## [INFORMATION]
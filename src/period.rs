// SPDX-License-Identifier: AGPL-3.0-or-later
// Copyright (C) 2026 Vallés Puig, Ramon

//! Half-open intervals between instants.
//!
//! This module provides:
//! - [`Interval<T>`]: generic `[start, end)` range over any ordered instant
//! - [`Period<S>`]: scale-based alias for `Interval<Time<S>>`

use super::{Time, TimeScale};
use chrono::TimeDelta;
use std::fmt;

#[cfg(feature = "serde")]
use serde::{Deserialize, Serialize};

/// A half-open range `[start, end)` of instants.
///
/// # Examples
///
/// ```
/// use leaptick::{Interval, TaiInstant};
///
/// let a = Interval::new(TaiInstant::from_seconds(0, 0), TaiInstant::from_seconds(10, 0));
/// let b = Interval::new(TaiInstant::from_seconds(5, 0), TaiInstant::from_seconds(20, 0));
/// let both = a.intersection(&b).unwrap();
/// assert_eq!(both.start.seconds(), 5);
/// assert!(!both.contains(&TaiInstant::from_seconds(10, 0)));
/// ```
#[derive(Debug, Clone, Copy, PartialEq, Eq, Hash)]
#[cfg_attr(feature = "serde", derive(Serialize, Deserialize))]
pub struct Interval<T> {
    pub start: T,
    pub end: T,
}

/// Time-scale period alias: `Period<TAI>`, `Period<GPS>`.
pub type Period<S> = Interval<Time<S>>;

impl<T: Ord + Copy> Interval<T> {
    pub const fn new(start: T, end: T) -> Self {
        Interval { start, end }
    }

    /// `true` iff `start <= instant < end`.
    #[inline]
    pub fn contains(&self, instant: &T) -> bool {
        self.start <= *instant && *instant < self.end
    }

    /// `true` when no instant satisfies [`contains`](Self::contains).
    #[inline]
    pub fn is_empty(&self) -> bool {
        self.start >= self.end
    }

    /// Returns the overlapping sub-interval of `self` and `other`.
    ///
    /// Touching intervals (`a.end == b.start`) do not overlap and yield `None`.
    pub fn intersection(&self, other: &Self) -> Option<Self> {
        let start = self.start.max(other.start);
        let end = self.end.min(other.end);

        if start < end {
            Some(Self::new(start, end))
        } else {
            None
        }
    }
}

impl<S: TimeScale> Interval<Time<S>> {
    /// Convert both endpoints to another time scale.
    pub fn to<T: TimeScale>(&self) -> Period<T> {
        Interval::new(self.start.to::<T>(), self.end.to::<T>())
    }

    /// Elapsed time from start to end, or `None` if it overflows [`TimeDelta`].
    pub fn duration(&self) -> Option<TimeDelta> {
        self.end.duration_since(&self.start)
    }
}

impl<T: fmt::Display> fmt::Display for Interval<T> {
    fn fmt(&self, f: &mut fmt::Formatter<'_>) -> fmt::Result {
        write!(f, "{} to {}", self.start, self.end)
    }
}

## [PROBLEM DETAILS]
May I have the entries returned exactly, with every line in place?

## [ANSWER AREA]
filename src/period.rs
// SPDX-License-Identifier: AGPL-3.0-or-later
// Copyright (C) 2026 Vallés Puig, Ramon

//! Half-open intervals between instants.
//!
//! This module provides:
//! - [`Interval<T>`]: generic `[start, end)` range over any ordered instant
//! - [`Period<S>`]: scale-based alias for `Interval<Time<S>>`

use super::{Time, TimeScale};
use chrono::TimeDelta;
use std::fmt;

#[cfg(feature = "serde")]
use serde::{Deserialize, Serialize};

/// A half-open range `[start, end)` of instants.
///
/// # Examples
///
/// ```
/// use leaptick::{Interval, TaiInstant};
///
/// let a = Interval::new(TaiInstant::from_seconds(0, 0), TaiInstant::from_seconds(10, 0));
/// let b = Interval::new(TaiInstant::from_seconds(5, 0), TaiInstant::from_seconds(20, 0));
/// let both = a.intersection(&b).unwrap();
/// assert_eq!(both.start.seconds(), 5);
/// assert!(!both.contains(&TaiInstant::from_seconds(10, 0)));
/// ```
#[derive(Debug, Clone, Copy, PartialEq, Eq, Hash)]
#[cfg_attr(feature = "serde", derive(Serialize, Deserialize))]
pub struct Interval<T> {
    pub start: T,
    pub end: T,
}

/// Time-scale period alias: `Period<TAI>`, `Period<GPS>`.
pub type Period<S> = Interval<Time<S>>;

impl<T: Ord + Copy> Interval<T> {
    pub const fn new(start: T, end: T) -> Self {
        Interval { start, end }
    }

    /// `true` iff `start <= instant < end`.
    #[inline]
    pub fn contains(&self, instant: &T) -> bool {
        self.start <= *instant && *instant < self.end
    }

    /// `true` when no instant satisfies [`contains`](Self::contains).
    #[inline]
    pub fn is_empty(&self) -> bool {
        self.start >= self.end
    }

    /// Returns the overlapping sub-interval of `self` and `other`.
    ///
    /// Touching intervals (`a.end == b.start`) do not overlap and yield `None`.
    pub fn intersection(&self, other: &Self) -> Option<Self> {
        let start = self.start.max(other.start);
        let end = self.end.min(other.end);

        if start < end {
            Some(Self::new(start, end))
        } else {
            None
        }
    }
}

impl<S: TimeScale> Interval<Time<S>> {
    /// Convert both endpoints to another time scale.
    pub fn to<T: TimeScale>(&self) -> Period<T> {
        Interval::new(self.start.to::<T>(), self.end.to::<T>())
    }

    /// Elapsed time from start to end, or `None` if it overflows [`TimeDelta`].
    pub fn duration(&self) -> Option<TimeDelta> {
        self.end.duration_since(&self.start)
    }
}

impl<T: fmt::Display> fmt::Display for Interval<T> {
    fn fmt(&self, f: &mut fmt::Formatter<'_>) -> fmt::Result {
        write!(f, "{} to {}", self.start, self.end)
    }
}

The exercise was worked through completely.